Is there any correct way to get top N elements from SortedMap? My variant is:
val sortedMap = map.filterValues { it in sortedValues }.toSortedMap()
if (sortedMap.size <= 20) {
return sortedMap
}
var result = mutableMapOf<String, Int>()
for ((key, value) in sortedMap) {
result[key] = value
if (result.size == 20) {
break
}
}
headMap is also a good solution for getting a portion of this map, for example
return when {
sortedMap.size >= 20 -> {
sortedMap.headMap(sortedMap.keys.elementAt(20))
}
else -> {
sortedMap
}
}
more from the docs here
val first20AsList: List<Map.Entry<String, Int>> = sortedMap.asIterable().take(20)
val first20AsMap: Map<String, Int> = first20AsList.associate { it.toPair() }
In my opinion the best way is to use asSequence() because it is evaluated lazily:
return sortedMap.asSequence().take(20).map{ it.toPair() }.toMap()
In general it is often favorable to use lazy variants of iterable containers, because it means that in many cases not the whole datastructure needs to be evaluated but just the portion of data that is required.
In your case that would be the first N in the SortedMap. If it really happens to result in a performance advantage is questionable, but at least it is possible.
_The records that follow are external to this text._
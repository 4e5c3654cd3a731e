//! # Stacker Auto
//!
//! 自动阶段脚本：词法、关键字表、解释器与按块运行。
//!
//! ## 脚本格式
//!
//! ```text
//! # 注释
//! BEGIN two_tote
//! FRONTLOADTOTE 2.0
//! STRAIGHT 0.5, 1.5
//! TURN(90, 2.0)
//! STACKUP 1
//! END
//! ```
//!
//! ## 模块
//!
//! - `token`: 分隔符、有序关键字表、语句解析
//! - `plan`: 关键字到总线命令的映射
//! - `interpreter`: 逐行执行，暂停/中止控制
//! - `runner`: 选择 `BEGIN` 块并运行整份脚本
//! - `check`: 不投递命令的静态检查

pub mod check;
mod error;
pub mod interpreter;
pub mod plan;
pub mod runner;
pub mod token;

pub use check::{CheckReport, Issue, Severity, check};
pub use error::AutoError;
pub use interpreter::{CommandSink, Flow, Interpreter, InterpreterState, PauseGate};
pub use runner::{AutonomousRunner, RunReport, Termination, block_names, find_block};
pub use token::{KEYWORDS, Keyword, ParamKind, Statement};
Some Information from stack-overflow and kotlin on lazy sequences:
This answer was improved in some details thanks to the comment by @IR42. Before I used the spread operator for conversion to a sorted-map again (via sortedMapOf), and map { it.key to it.value } instead of { it.toPair() }:
return sortedMapOf(
*sortedMap.asSequence().take(20)
.map{ it.key to it.value }
.toList().toTypedArray())
What u could try is flatMap{} from where u can get list of those items and then use take() function on that list to determine amount of it. Example:
val list = mapOf<Int, Boolean>(
1 to true,
2 to false,
3 to true
).toSortedMap().flatMap {
listOf(it)
}.take(2)
println(list[1].key) // <-- 2
take(n)
Returns a list containing first n elements.